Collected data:
((

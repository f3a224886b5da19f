/*
 * This Source Code Form is subject to the terms of the Mozilla Public
 * License, v. 2.0. If a copy of the MPL was not distributed with this
 * file, You can obtain one at https://mozilla.org/MPL/2.0/.
 */

use chess::{Color, Piece, ALL_PIECES};

use crate::{Board, Score, EVAL_SCALE};

/// Returns the material value of the provided [`Piece`], in centipawns.
///
/// Values are obtained from here: <https://www.chessprogramming.org/Simplified_Evaluation_Function>
#[inline(always)]
pub const fn value_of(piece: Piece) -> i32 {
    match piece {
        Piece::Pawn => 100,
        Piece::Knight => 320,
        Piece::Bishop => 330,
        Piece::Rook => 500,
        Piece::Queen => 900,
        // The King is invaluable, but 0 is easier to work with in computations.
        Piece::King => 0,
    }
}

/// Piece-square bonuses, in centipawns, from White's perspective.
///
/// Index 0 is a1. Black uses the vertically mirrored square.
#[rustfmt::skip]
const PSQT: [[i32; 64]; 6] = [
    // Pawn
    [
          0,   0,   0,   0,   0,   0,   0,   0,
          5,  10,  10, -20, -20,  10,  10,   5,
          5,  -5, -10,   0,   0, -10,  -5,   5,
          0,   0,   0,  20,  20,   0,   0,   0,
          5,   5,  10,  25,  25,  10,   5,   5,
         10,  10,  20,  30,  30,  20,  10,  10,
         50,  50,  50,  50,  50,  50,  50,  50,
          0,   0,   0,   0,   0,   0,   0,   0,
    ],
    // Knight
    [
        -50, -40, -30, -30, -30, -30, -40, -50,
        -40, -20,   0,   5,   5,   0, -20, -40,
        -30,   5,  10,  15,  15,  10,   5, -30,
        -30,   0,  15,  20,  20,  15,   0, -30,
        -30,   5,  15,  20,  20,  15,   5, -30,
        -30,   0,  10,  15,  15,  10,   0, -30,
        -40, -20,   0,   0,   0,   0, -20, -40,
        -50, -40, -30, -30, -30, -30, -40, -50,
    ],
    // Bishop
    [
        -20, -10, -10, -10, -10, -10, -10, -20,
        -10,   5,   0,   0,   0,   0,   5, -10,
        -10,  10,  10,  10,  10,  10,  10, -10,
        -10,   0,  10,  10,  10,  10,   0, -10,
        -10,   5,   5,  10,  10,   5,   5, -10,
        -10,   0,   5,  10,  10,   5,   0, -10,
        -10,   0,   0,   0,   0,   0,   0, -10,
        -20, -10, -10, -10, -10, -10, -10, -20,
    ],
    // Rook
    [
          0,   0,   0,   5,   5,   0,   0,   0,
         -5,   0,   0,   0,   0,   0,   0,  -5,
         -5,   0,   0,   0,   0,   0,   0,  -5,
         -5,   0,   0,   0,   0,   0,   0,  -5,
         -5,   0,   0,   0,   0,   0,   0,  -5,
         -5,   0,   0,   0,   0,   0,   0,  -5,
          5,  10,  10,  10,  10,  10,  10,   5,
          0,   0,   0,   0,   0,   0,   0,   0,
    ],
    // Queen
    [
        -20, -10, -10,  -5,  -5, -10, -10, -20,
        -10,   0,   5,   0,   0,   0,   0, -10,
        -10,   5,   5,   5,   5,   5,   0, -10,
          0,   0,   5,   5,   5,   5,   0,  -5,
         -5,   0,   5,   5,   5,   5,   0,  -5,
        -10,   0,   5,   5,   5,   5,   0, -10,
        -10,   0,   0,   0,   0,   0,   0, -10,
        -20, -10, -10,  -5,  -5, -10, -10, -20,
    ],
    // King
    [
         20,  30,  10,   0,   0,  10,  30,  20,
         20,  20,   0,   0,   0,   0,  20,  20,
        -10, -20, -20, -20, -20, -20, -20, -10,
        -20, -30, -30, -40, -40, -30, -30, -20,
        -30, -40, -40, -50, -50, -40, -40, -30,
        -30, -40, -40, -50, -50, -40, -40, -30,
        -30, -40, -40, -50, -50, -40, -40, -30,
        -30, -40, -40, -50, -50, -40, -40, -30,
    ],
];

/// Encapsulates the logic of scoring a chess position.
pub struct Evaluator;

impl Evaluator {
    /// Evaluate the position from the side-to-move's perspective.
    ///
    /// A positive number is good for the side to move. The result is in
    /// internal units ([`EVAL_SCALE`] per centipawn) and never reaches the
    /// mate bands.
    pub fn score_board(board: &Board) -> Score {
        let inner = board.inner();
        let us = inner.side_to_move();
        let mut total = 0i32;

        for &piece in ALL_PIECES.iter() {
            for square in *inner.pieces(piece) {
                // Safe unwrap: the square came from an occupancy bitboard.
                let color = inner.color_on(square).unwrap();
                let index = match color {
                    Color::White => square.to_index(),
                    Color::Black => square.to_index() ^ 56,
                };
                let value = value_of(piece) + PSQT[piece.to_index()][index];
                if color == us {
                    total += value;
                } else {
                    total -= value;
                }
            }
        }

        Score::new(total * EVAL_SCALE)
    }
}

))

§ **WORK TO BE COMPLETED**:
Transcribe all of the entries without altering anything.

§ **ANSWER TO THIS EXERCISE**:
repository f3a224886b5da19f
/*
 * This Source Code Form is subject to the terms of the Mozilla Public
 * License, v. 2.0. If a copy of the MPL was not distributed with this
 * file, You can obtain one at https://mozilla.org/MPL/2.0/.
 */

use chess::{Color, Piece, ALL_PIECES};

use crate::{Board, Score, EVAL_SCALE};

/// Returns the material value of the provided [`Piece`], in centipawns.
///
/// Values are obtained from here: <https://www.chessprogramming.org/Simplified_Evaluation_Function>
#[inline(always)]
pub const fn value_of(piece: Piece) -> i32 {
    match piece {
        Piece::Pawn => 100,
        Piece::Knight => 320,
        Piece::Bishop => 330,
        Piece::Rook => 500,
        Piece::Queen => 900,
        // The King is invaluable, but 0 is easier to work with in computations.
        Piece::King => 0,
    }
}

/// Piece-square bonuses, in centipawns, from White's perspective.
///
/// Index 0 is a1. Black uses the vertically mirrored square.
#[rustfmt::skip]
const PSQT: [[i32; 64]; 6] = [
    // Pawn
    [
          0,   0,   0,   0,   0,   0,   0,   0,
          5,  10,  10, -20, -20,  10,  10,   5,
          5,  -5, -10,   0,   0, -10,  -5,   5,
          0,   0,   0,  20,  20,   0,   0,   0,
          5,   5,  10,  25,  25,  10,   5,   5,
         10,  10,  20,  30,  30,  20,  10,  10,
         50,  50,  50,  50,  50,  50,  50,  50,
          0,   0,   0,   0,   0,   0,   0,   0,
    ],
    // Knight
    [
        -50, -40, -30, -30, -30, -30, -40, -50,
        -40, -20,   0,   5,   5,   0, -20, -40,
        -30,   5,  10,  15,  15,  10,   5, -30,
        -30,   0,  15,  20,  20,  15,   0, -30,
        -30,   5,  15,  20,  20,  15,   5, -30,
        -30,   0,  10,  15,  15,  10,   0, -30,
        -40, -20,   0,   0,   0,   0, -20, -40,
        -50, -40, -30, -30, -30, -30, -40, -50,
    ],
    // Bishop
    [
        -20, -10, -10, -10, -10, -10, -10, -20,
        -10,   5,   0,   0,   0,   0,   5, -10,
        -10,  10,  10,  10,  10,  10,  10, -10,
        -10,   0,  10,  10,  10,  10,   0, -10,
        -10,   5,   5,  10,  10,   5,   5, -10,
        -10,   0,   5,  10,  10,   5,   0, -10,
        -10,   0,   0,   0,   0,   0,   0, -10,
        -20, -10, -10, -10, -10, -10, -10, -20,
    ],
    // Rook
    [
          0,   0,   0,   5,   5,   0,   0,   0,
         -5,   0,   0,   0,   0,   0,   0,  -5,
         -5,   0,   0,   0,   0,   0,   0,  -5,
         -5,   0,   0,   0,   0,   0,   0,  -5,
         -5,   0,   0,   0,   0,   0,   0,  -5,
         -5,   0,   0,   0,   0,   0,   0,  -5,
          5,  10,  10,  10,  10,  10,  10,   5,
          0,   0,   0,   0,   0,   0,   0,   0,
    ],
    // Queen
    [
        -20, -10, -10,  -5,  -5, -10, -10, -20,
        -10,   0,   5,   0,   0,   0,   0, -10,
        -10,   5,   5,   5,   5,   5,   0, -10,
          0,   0,   5,   5,   5,   5,   0,  -5,
         -5,   0,   5,   5,   5,   5,   0,  -5,
        -10,   0,   5,   5,   5,   5,   0, -10,
        -10,   0,   0,   0,   0,   0,   0, -10,
        -20, -10, -10,  -5,  -5, -10, -10, -20,
    ],
    // King
    [
         20,  30,  10,   0,   0,  10,  30,  20,
         20,  20,   0,   0,   0,   0,  20,  20,
        -10, -20, -20, -20, -20, -20, -20, -10,
        -20, -30, -30, -40, -40, -30, -30, -20,
        -30, -40, -40, -50, -50, -40, -40, -30,
        -30, -40, -40, -50, -50, -40, -40, -30,
        -30, -40, -40, -50, -50, -40, -40, -30,
        -30, -40, -40, -50, -50, -40, -40, -30,
    ],
];

/// Encapsulates the logic of scoring a chess position.
pub struct Evaluator;

impl Evaluator {
    /// Evaluate the position from the side-to-move's perspective.
    ///
    /// A positive number is good for the side to move. The result is in
    /// internal units ([`EVAL_SCALE`] per centipawn) and never reaches the
    /// mate bands.
    pub fn score_board(board: &Board) -> Score {
        let inner = board.inner();
        let us = inner.side_to_move();
        let mut total = 0i32;

        for &piece in ALL_PIECES.iter() {
            for square in *inner.pieces(piece) {
                // Safe unwrap: the square came from an occupancy bitboard.
                let color = inner.color_on(square).unwrap();
                let index = match color {
                    Color::White => square.to_index(),
                    Color::Black => square.to_index() ^ 56,
                };
                let value = value_of(piece) + PSQT[piece.to_index()][index];
                if color == us {
                    total += value;
                } else {
                    total -= value;
                }
            }
        }

        Score::new(total * EVAL_SCALE)
    }
}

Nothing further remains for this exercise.